Sunday, December 29, 2013

New Year...BETTER ME!

As I sit here at my desk looking at the calendar, I can’t believe we are three days away from 2014. Where in the heck did 2013 go? What did I do to make a difference in my life and career? As a personal trainer, I am always telling people to exercise, eat right, focus on this, stop with the excuses, etc., etc., etc.  As I reflect back on the year, I can’t help but wonder how well I’ve practiced what I preach.
I realize that when I’m talking with a client (whether current or prospective), friends and family about diet and exercise, I am talking to my self as well. When I tell someone to stop drinking soda or cut down on the booze, I’m talking to myself. When I talk to someone about fitting in exercise only if it is 10 minutes a day, I’m talking to myself. When I tell someone to cut out the processed food, I’m talking to myself. That’s what I love about my job as a personal trainer, I don’t just help other people, I am a constant reminder to myself to eat right, exercise, and try not to let stress get to you.  Sometimes I do these things very well, other times, not.  And I’m not afraid to admit that. I may be a personal trainer, but I’m also human. J
My goal in 2014 is to do all of the things I tell my clients to do better than I did in 2013.  I do not want a New Me…I want a Better Me! My slogan for 2014, IT STARTS WITH ME!!!!! 

Sunday, January 13, 2013

Do You Know Your Metabolism?

It can be very confusing for people to figure out the number of calories needed daily or "rate of metabolism" and its affect on weight loss.  Let's see if I can shed some light on the subject...

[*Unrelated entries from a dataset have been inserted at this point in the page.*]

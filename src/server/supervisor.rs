use crate::error::LogError;
use crate::shared_log::SharedLog;
use crate::util::CancelToken;
use log::{debug, error, info, warn};
use std::io;
use std::net::{Shutdown, SocketAddr, TcpListener, TcpStream, ToSocketAddrs};
use std::sync::Arc;
use std::thread::{self, JoinHandle};
use std::time::{Duration, Instant};

use super::connection::{ConnectionWorker, WorkerExit, DEFAULT_RECV_BUFFER_SIZE};
use super::timer;

#[derive(Debug, Clone, PartialEq, Eq)]
pub struct TimestampSettings {
    pub interval: Duration,
    pub format:   String,
}

#[derive(Debug, Clone, PartialEq, Eq)]
pub struct ServerSettings {
    /// How often the accept loop and idle workers recheck for shutdown.
    pub poll_interval:    Duration,
    /// How long workers get to reach a cancellation point before their
    /// sockets are shut down under them.
    pub shutdown_grace:   Duration,
    pub recv_buffer_size: usize,
    pub seek_commands:    bool,
    pub timestamps:       Option<TimestampSettings>,
}

impl Default for ServerSettings {
    fn default() -> Self {
        Self {
            poll_interval:    Duration::from_millis(100),
            shutdown_grace:   Duration::from_secs(2),
            recv_buffer_size: DEFAULT_RECV_BUFFER_SIZE,
            seek_commands:    true,
            timestamps:       Some(TimestampSettings {
                interval: timer::DEFAULT_INTERVAL,
                format:   timer::DEFAULT_FORMAT.to_string(),
            }),
        }
    }
}

#[derive(Debug, Clone, Copy, PartialEq, Eq, Default)]
pub struct ShutdownReport {
    pub accepted:         u64,
    /// Finished workers joined by the accept loop before shutdown began.
    pub reaped:           usize,
    pub force_closed:     usize,
    pub released_entries: usize,
}

struct WorkerHandle {
    peer:    SocketAddr,
    /// Second handle on the worker's socket, used only to force-close it.
    control: TcpStream,
    thread:  JoinHandle<()>,
}

/// Owns the listening socket and every connection worker.
pub struct Supervisor {
    listener: TcpListener,
    log:      Arc<SharedLog>,
    settings: ServerSettings,
    cancel:   CancelToken,
    workers:  Vec<WorkerHandle>,
    accepted: u64,
    reaped:   usize,
}

impl Supervisor {
    pub fn bind(addr: impl ToSocketAddrs, log: Arc<SharedLog>, settings: ServerSettings) -> io::Result<Self> {
        let listener = TcpListener::bind(addr)?;
        listener.set_nonblocking(true)?;
        Ok(Self {
            listener,
            log,
            settings,
            cancel:   CancelToken::new(),
            workers:  Vec::new(),
            accepted: 0,
            reaped:   0,
        })
    }

    pub fn local_addr(&self) -> io::Result<SocketAddr> {
        self.listener.local_addr()
    }

    /// Accepts connections until `shutdown_requested` returns true, then
    /// tears everything down.
    pub fn run<F: Fn() -> bool>(mut self, shutdown_requested: F) -> Result<ShutdownReport, LogError> {
        if let Ok(addr) = self.listener.local_addr() {
            info!("listening on {}", addr);
        }
        let timer = match &self.settings.timestamps {
            Some(ts) => Some(timer::spawn(
                Arc::clone(&self.log),
                ts.interval,
                ts.format.clone(),
                self.cancel.clone(),
                self.settings.poll_interval,
            )?),
            None => None,
        };

        while !shutdown_requested() {
            match self.listener.accept() {
                Ok((stream, peer)) => {
                    self.reaped += self.reap_finished();
                    info!("Accepted connection from {}", peer.ip());
                    if let Err(e) = self.spawn_worker(stream, peer) {
                        error!("could not start worker for {}: {}", peer, e);
                    }
                }
                Err(e) if e.kind() == io::ErrorKind::WouldBlock => {
                    thread::sleep(self.settings.poll_interval);
                }
                Err(e) if e.kind() == io::ErrorKind::Interrupted => {}
                Err(e) => {
                    error!("accept failed: {}", e);
                    thread::sleep(self.settings.poll_interval);
                }
            }
        }

        self.shutdown(timer)
    }

    fn spawn_worker(&mut self, stream: TcpStream, peer: SocketAddr) -> io::Result<()> {
        stream.set_nonblocking(false)?;
        stream.set_read_timeout(Some(self.settings.poll_interval))?;
        let control = stream.try_clone()?;

        let worker = ConnectionWorker::new(stream, Arc::clone(&self.log), self.cancel.clone(), peer.to_string())
            .with_recv_buffer_size(self.settings.recv_buffer_size)
            .with_seek_commands(self.settings.seek_commands);

        let thread = thread::Builder::new()
            .name(format!("conn-{}", peer))
            .spawn(move || {
                match worker.run() {
                    Ok(WorkerExit::EndOfStream) => {}
                    Ok(WorkerExit::Cancelled)   => debug!("worker for {} cancelled", peer),
                    Err(e) => warn!("connection {} aborted: {}", peer, e),
                }
                info!("Closed connection from {}", peer.ip());
            })?;

        self.accepted += 1;
        self.workers.push(WorkerHandle { peer, control, thread });
        Ok(())
    }

    /// Joins workers that have already exited so the registry stays bounded.
    /// Returns how many were removed.
    fn reap_finished(&mut self) -> usize {
        let (done, live): (Vec<_>, Vec<_>) =
            std::mem::take(&mut self.workers).into_iter().partition(|w| w.thread.is_finished());
        let count = done.len();
        for w in done {
            join_worker(w);
        }
        self.workers = live;
        count
    }

    fn shutdown(mut self, timer: Option<JoinHandle<()>>) -> Result<ShutdownReport, LogError> {
        self.reap_finished();
        info!("shutting down, {} connection(s) still open", self.workers.len());
        self.cancel.cancel();

        let deadline = Instant::now() + self.settings.shutdown_grace;
        while self.workers.iter().any(|w| !w.thread.is_finished()) && Instant::now() < deadline {
            thread::sleep(Duration::from_millis(10));
        }

        let mut force_closed = 0;
        for w in &self.workers {
            if !w.thread.is_finished() {
                warn!("force-closing connection from {}", w.peer);
                let _ = w.control.shutdown(Shutdown::Both);
                force_closed += 1;
            }
        }
        for w in self.workers.drain(..) {
            join_worker(w);
        }
        if let Some(t) = timer {
            if t.join().is_err() {
                error!("timestamp task panicked");
            }
        }

        let stats = self.log.stats()?;
        info!(
            "log held {} entries ({} bytes); {} appended, {} evicted over its lifetime",
            stats.entries, stats.live_bytes, stats.appended, stats.evicted
        );
        let released_entries = self.log.reset()?;

        Ok(ShutdownReport { accepted: self.accepted, reaped: self.reaped, force_closed, released_entries })
    }
}

fn join_worker(w: WorkerHandle) {
    if w.thread.join().is_err() {
        error!("worker for {} panicked", w.peer);
    }
}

The first step in determining how many calories you need to consume each day isn't just figuring out how many minutes you spent on the stair-climber at the gym, but rather what your metabolism is.

What is metabolism? Simply stated, metabolism is the rate at which your body burns calories while at rest.  Or, another way to look at it, the number of calories you'd burn if you stayed in bed and slept all day. A person's BMR decreases as they age, therefore you need to be more active to burn the same amount of calories that you naturally burned at a younger age. The BMR calculation below uses height, weight, age and gender to determine your resting calorie count.

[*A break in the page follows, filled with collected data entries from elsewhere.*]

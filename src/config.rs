use crate::server::connection::DEFAULT_RECV_BUFFER_SIZE;
use crate::server::{timer, ServerSettings, TimestampSettings};
use anyhow::{bail, Context, Result};
use log::{debug, warn};
use serde::{Deserialize, Serialize};
use std::fs;
use std::io;
use std::path::{Path, PathBuf};
use std::time::Duration;

#[derive(Debug, Clone, PartialEq, Serialize, Deserialize, Default)]
pub struct Config {
    #[serde(default)]
    pub server: ServerConfig,

    #[serde(default)]
    pub log: LogConfig,

    #[serde(default)]
    pub timer: TimerConfig,
}

#[derive(Debug, Clone, PartialEq, Serialize, Deserialize)]
#[serde(default)]
pub struct ServerConfig {
    pub bind_address: String,
    pub port: u16,
    /// Bytes requested per socket receive.
    pub recv_buffer_size: usize,
    /// Accept-loop and idle-worker polling period; bounds shutdown latency.
    pub poll_interval_ms: u64,
    /// Time connections get to wind down before being force-closed.
    pub shutdown_grace_ms: u64,
    /// Interpret `AESDCHAR_IOCSEEKTO:X,Y` lines as seek requests.
    pub seek_commands: bool,
}

#[derive(Debug, Clone, PartialEq, Serialize, Deserialize)]
#[serde(default)]
pub struct LogConfig {
    /// Number of entries the ring holds before overwriting the oldest.
    pub capacity: usize,
}

#[derive(Debug, Clone, PartialEq, Serialize, Deserialize)]
#[serde(default)]
pub struct TimerConfig {
    pub enabled: bool,
    pub interval_sec: u64,
    /// chrono strftime pattern; a newline is appended to each record.
    pub format: String,
}

// ── Defaults ─────────────────────────────────────────────────────────

impl Default for ServerConfig {
    fn default() -> Self {
        Self {
            bind_address:      "0.0.0.0".into(),
            port:              9000,
            recv_buffer_size:  DEFAULT_RECV_BUFFER_SIZE,
            poll_interval_ms:  100,
            shutdown_grace_ms: 2000,
            seek_commands:     true,
        }
    }
}

impl Default for LogConfig {
    fn default() -> Self {
        Self { capacity: 10 }
    }
}

impl Default for TimerConfig {
    fn default() -> Self {
        Self {
            enabled:      true,
            interval_sec: timer::DEFAULT_INTERVAL.as_secs(),
            format:       timer::DEFAULT_FORMAT.into(),
        }
    }
}

// ── Load / Save ───────────────────────────────────────────────────────

impl Config {
    /// Loads the per-user config file, falling back to defaults when there
    /// is no config directory.
    pub fn load() -> Self {
        Self::config_path().map(|p| Self::load_or_init(&p)).unwrap_or_default()
    }

    /// A missing file is created with the defaults. A file that exists but
    /// does not parse is left alone and the defaults are used for this run.
    pub fn load_or_init(path: &Path) -> Self {
        match fs::read_to_string(path) {
            Ok(text) => Self::from_toml_str(&text).unwrap_or_else(|e| {
                warn!("ignoring {}: {}", path.display(), e);
                Config::default()
            }),
            Err(e) if e.kind() == io::ErrorKind::NotFound => {
                if let Err(e) = write_defaults(path) {
                    debug!("could not write default config to {}: {:#}", path.display(), e);
                }
                Config::default()
            }
            Err(e) => {
                warn!("cannot read {}: {}", path.display(), e);
                Config::default()
            }
        }
    }

    /// Loads an explicitly named file. Unlike [`Config::load`], failure is
    /// an error.
    pub fn load_from(path: &Path) -> Result<Self> {
        let text = fs::read_to_string(path)
            .with_context(|| format!("reading {}", path.display()))?;
        Self::from_toml_str(&text).with_context(|| format!("parsing {}", path.display()))
    }

    pub fn from_toml_str(text: &str) -> Result<Self> {
        Ok(toml::from_str(text)?)
    }

    pub fn config_path() -> Option<PathBuf> {
        dirs::config_dir().map(|p| p.join("ringlogd").join("ringlogd.toml"))
    }

    pub fn validate(&self) -> Result<()> {
        if self.log.capacity == 0 {
            bail!("log.capacity must be at least 1");
        }
        if self.server.recv_buffer_size == 0 {
            bail!("server.recv_buffer_size must be at least 1");
        }
        if self.server.poll_interval_ms == 0 {
            bail!("server.poll_interval_ms must be at least 1");
        }
        if self.timer.enabled {
            if self.timer.interval_sec == 0 {
                bail!("timer.interval_sec must be at least 1 when the timer is enabled");
            }
            if !timer::is_valid_format(&self.timer.format) {
                bail!("timer.format {:?} is not a valid strftime pattern", self.timer.format);
            }
        }
        Ok(())
    }

    pub fn listen_address(&self) -> (String, u16) {
        (self.server.bind_address.clone(), self.server.port)
    }

    pub fn server_settings(&self) -> ServerSettings {
        let timestamps = self.timer.enabled.then(|| TimestampSettings {
            interval: Duration::from_secs(self.timer.interval_sec),
            format:   self.timer.format.clone(),
        });
        ServerSettings {
            poll_interval:    Duration::from_millis(self.server.poll_interval_ms),
            shutdown_grace:   Duration::from_millis(self.server.shutdown_grace_ms),
            recv_buffer_size: self.server.recv_buffer_size,
            seek_commands:    self.server.seek_commands,
            timestamps,
        }
    }
}

fn write_defaults(path: &Path) -> Result<()> {
    if let Some(dir) = path.parent() {
        fs::create_dir_all(dir).with_context(|| format!("creating {}", dir.display()))?;
    }
    let body = toml::to_string_pretty(&Config::default())?;
    fs::write(path, format!("# ringlogd configuration, CLI flags take precedence\n\n{}", body))?;
    Ok(())
}

#[cfg(test)]
mod tests {
    use super::*;

    #[test]
    fn defaults_validate() {
        let cfg = Config::default();
        cfg.validate().unwrap();
        assert_eq!(cfg.server.port, 9000);
        assert_eq!(cfg.log.capacity, 10);
        assert_eq!(cfg.timer.interval_sec, 10);
    }

    #[test]
    fn partial_file_keeps_other_defaults() {
        let cfg = Config::from_toml_str("[log]\ncapacity = 3\n\n[server]\nport = 9100\n").unwrap();
        assert_eq!(cfg.log.capacity, 3);
        assert_eq!(cfg.server.port, 9100);
        assert_eq!(cfg.server.bind_address, "0.0.0.0");
        assert!(cfg.timer.enabled);
    }

    #[test]
    fn default_round_trips_through_toml() {
        let text = toml::to_string_pretty(&Config::default()).unwrap();
        assert_eq!(Config::from_toml_str(&text).unwrap(), Config::default());
    }

    #[test]
    fn validation_rejects_bad_values() {
        let mut cfg = Config::default();
        cfg.log.capacity = 0;
        assert!(cfg.validate().is_err());

        let mut cfg = Config::default();
        cfg.timer.interval_sec = 0;
        assert!(cfg.validate().is_err());
        cfg.timer.enabled = false;
        assert!(cfg.validate().is_ok());

        let mut cfg = Config::default();
        cfg.timer.format = "%Q".into();
        assert!(cfg.validate().is_err());
    }

    #[test]
    fn disabled_timer_has_no_timestamp_settings() {
        let mut cfg = Config::default();
        assert!(cfg.server_settings().timestamps.is_some());
        cfg.timer.enabled = false;
        let settings = cfg.server_settings();
        assert!(settings.timestamps.is_none());
        assert_eq!(settings.poll_interval, Duration::from_millis(100));
    }

    fn scratch_path(name: &str) -> PathBuf {
        std::env::temp_dir()
            .join(format!("ringlogd-cfg-{}-{}", name, std::process::id()))
            .join("ringlogd.toml")
    }

    #[test]
    fn missing_file_is_created_with_defaults() {
        let path = scratch_path("missing");
        let _ = fs::remove_dir_all(path.parent().unwrap());

        assert_eq!(Config::load_or_init(&path), Config::default());
        let written = fs::read_to_string(&path).unwrap();
        assert!(written.starts_with("# ringlogd configuration"));
        assert_eq!(Config::from_toml_str(&written).unwrap(), Config::default());
        fs::remove_dir_all(path.parent().unwrap()).unwrap();
    }

    #[test]
    fn broken_file_is_kept_and_defaults_used() {
        let path = scratch_path("broken");
        fs::create_dir_all(path.parent().unwrap()).unwrap();
        fs::write(&path, "[log]\ncapacity = \"ten\"\n").unwrap();

        assert_eq!(Config::load_or_init(&path), Config::default());
        assert_eq!(fs::read_to_string(&path).unwrap(), "[log]\ncapacity = \"ten\"\n");
        fs::remove_dir_all(path.parent().unwrap()).unwrap();
    }

    #[test]
    fn existing_file_is_loaded() {
        let path = scratch_path("existing");
        fs::create_dir_all(path.parent().unwrap()).unwrap();
        fs::write(&path, "[log]\ncapacity = 7\n").unwrap();

        assert_eq!(Config::load_or_init(&path).log.capacity, 7);
        fs::remove_dir_all(path.parent().unwrap()).unwrap();
    }

    #[test]
    fn unknown_types_are_errors() {
        assert!(Config::from_toml_str("[log]\ncapacity = \"ten\"\n").is_err());
    }
}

Since your BMR (basal metabolic rate) or metabolism, is the number of calories you need to fuel your body's basic energy needs at rest, it is also necessary to have an honest idea of how active you are to determine your total daily calorie needs. A person can figure on needing 20-90% more calories than your calculated BMR. Here's how to calculate your energy needs:

1. First, find your basal metabolic rate (BMR) by using this equation:
o Women: BMR = 655 + (4.35 x weight in pounds) + (4.7 x height in inches ) - (4.7 x age in years)
    o Men: BMR = 66 + (6.23 x weight in pounds) + (12.7 x height in inches) - (6.8 x age in years)

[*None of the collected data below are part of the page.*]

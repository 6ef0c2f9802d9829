//! Per-connection state machine.
//!
//! `Accumulating → Committing → Draining → Accumulating …` until the peer
//! hangs up, the transport fails, or the supervisor cancels. All ring
//! mutation happens inside `SharedLog::append_line`, so an aborted worker
//! cannot leave the log half-written.

use crate::device::DeviceFile;
use crate::error::LogError;
use crate::models::seek::{self, SeekTo};
use crate::shared_log::SharedLog;
use crate::util::{CancelToken, PendingWrite};
use log::{debug, info, warn};
use std::sync::Arc;

use super::transport::{Received, Transport};

pub const DEFAULT_RECV_BUFFER_SIZE: usize = 1024;

#[derive(Debug, Clone, Copy, PartialEq, Eq)]
pub enum WorkerState {
    Accumulating,
    Committing,
    Draining,
    Closed,
}

/// Why a worker stopped without an error.
#[derive(Debug, Clone, Copy, PartialEq, Eq)]
pub enum WorkerExit {
    EndOfStream,
    Cancelled,
}

pub struct ConnectionWorker<T> {
    transport:     T,
    log:           Arc<SharedLog>,
    cancel:        CancelToken,
    pending:       PendingWrite,
    state:         WorkerState,
    peer:          String,
    recv_buf_size: usize,
    seek_commands: bool,
}

impl<T: Transport> ConnectionWorker<T> {
    pub fn new(transport: T, log: Arc<SharedLog>, cancel: CancelToken, peer: impl Into<String>) -> Self {
        Self {
            transport,
            log,
            cancel,
            pending:       PendingWrite::new(),
            state:         WorkerState::Accumulating,
            peer:          peer.into(),
            recv_buf_size: DEFAULT_RECV_BUFFER_SIZE,
            seek_commands: true,
        }
    }

    pub fn with_recv_buffer_size(mut self, size: usize) -> Self {
        self.recv_buf_size = size.max(1);
        self
    }

    /// When enabled, `AESDCHAR_IOCSEEKTO:X,Y` lines are executed instead of
    /// being appended.
    pub fn with_seek_commands(mut self, enabled: bool) -> Self {
        self.seek_commands = enabled;
        self
    }

    /// Serves the connection to completion and closes the transport.
    pub fn run(mut self) -> Result<WorkerExit, LogError> {
        let result = self.serve();
        if let Err(e) = &result {
            debug!("{} failed while {:?}: {}", self.peer, self.state, e);
        }
        self.close();
        result
    }

    fn serve(&mut self) -> Result<WorkerExit, LogError> {
        let mut buf = vec![0u8; self.recv_buf_size];
        loop {
            self.state = WorkerState::Accumulating;
            if self.cancel.is_cancelled() {
                return Ok(WorkerExit::Cancelled);
            }
            let n = match self.transport.receive(&mut buf)? {
                Received::Data(n)    => n,
                Received::Idle       => continue,
                Received::EndOfStream => return Ok(WorkerExit::EndOfStream),
            };
            for record in self.pending.feed(&buf[..n])? {
                if self.cancel.is_cancelled() {
                    return Ok(WorkerExit::Cancelled);
                }
                self.handle_record(record)?;
            }
        }
    }

    fn handle_record(&mut self, record: Vec<u8>) -> Result<(), LogError> {
        if self.seek_commands {
            match seek::parse_command(&record) {
                Some(Ok(target)) => return self.stream_from(target),
                Some(Err(e))     => return self.reject(&e),
                None             => {}
            }
        }

        self.state = WorkerState::Committing;
        self.log.append_line(record)?;

        self.state = WorkerState::Draining;
        let snapshot = self.log.read_all()?;
        self.transport.send_all(&snapshot)?;
        Ok(())
    }

    /// Sends the log from the seek target to the end of the live data.
    fn stream_from(&mut self, target: SeekTo) -> Result<(), LogError> {
        let mut file = DeviceFile::open(Arc::clone(&self.log));
        match file.ioctl_seek(target) {
            Ok(_) => {}
            Err(e @ LogError::InvalidArgument(_)) => return self.reject(&e),
            Err(e) => return Err(e),
        }
        self.state = WorkerState::Draining;
        loop {
            let chunk = file.read_bytes(self.recv_buf_size)?;
            if chunk.is_empty() {
                return Ok(());
            }
            self.transport.send_all(&chunk)?;
        }
    }

    fn reject(&mut self, err: &LogError) -> Result<(), LogError> {
        warn!("rejecting command from {}: {}", self.peer, err);
        let msg = format!("ERROR: {}\n", err);
        self.transport.send_all(msg.as_bytes())?;
        Ok(())
    }

    fn close(&mut self) {
        let dropped = self.pending.discard();
        if dropped > 0 {
            info!("{} disconnected mid-line, discarded {} unterminated bytes", self.peer, dropped);
        }
        self.state = WorkerState::Closed;
    }
}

2. To determine your total daily calorie needs, multiply your BMR by the appropriate activity factor, as follows:
o If you are sedentary (little or no exercise): BMR x 1.2

o If you are lightly active (light exercise/sports 1-3 days/week): BMR x 1.375
o If you are moderately active (moderate exercise/sports 3-5 days/week): BMR x 1.55

o If you are very active: BMR x 1.725
o If you are extra active (very hard exercise/sports and physical job or 2x training): BMR x 1.9

The number you get is the number of calories you need to eat in order to maintain your current weight. Decreasing that number by 500 calories per day is a good place to start if you want to lose about a pound per week.

If you want to do a quick estimate without a computer or calculator, a rule of thumb is that most people generally need a daily caloric range of somewhere between 7 and 10 calories per pound for long-term weight loss success, with a minimum of 1,200 calories per day.

Quick Tip: To make this complicated process easier, there are several reliable websites that have calorie need calculators. All you need to do is add in your age, gender, height and weight, and activity level. Online BMR calculators, such as the one from the Mayo Clinic, will do the math for you! WebMD also has a fun tool that will calculate your BMI and provide additional information.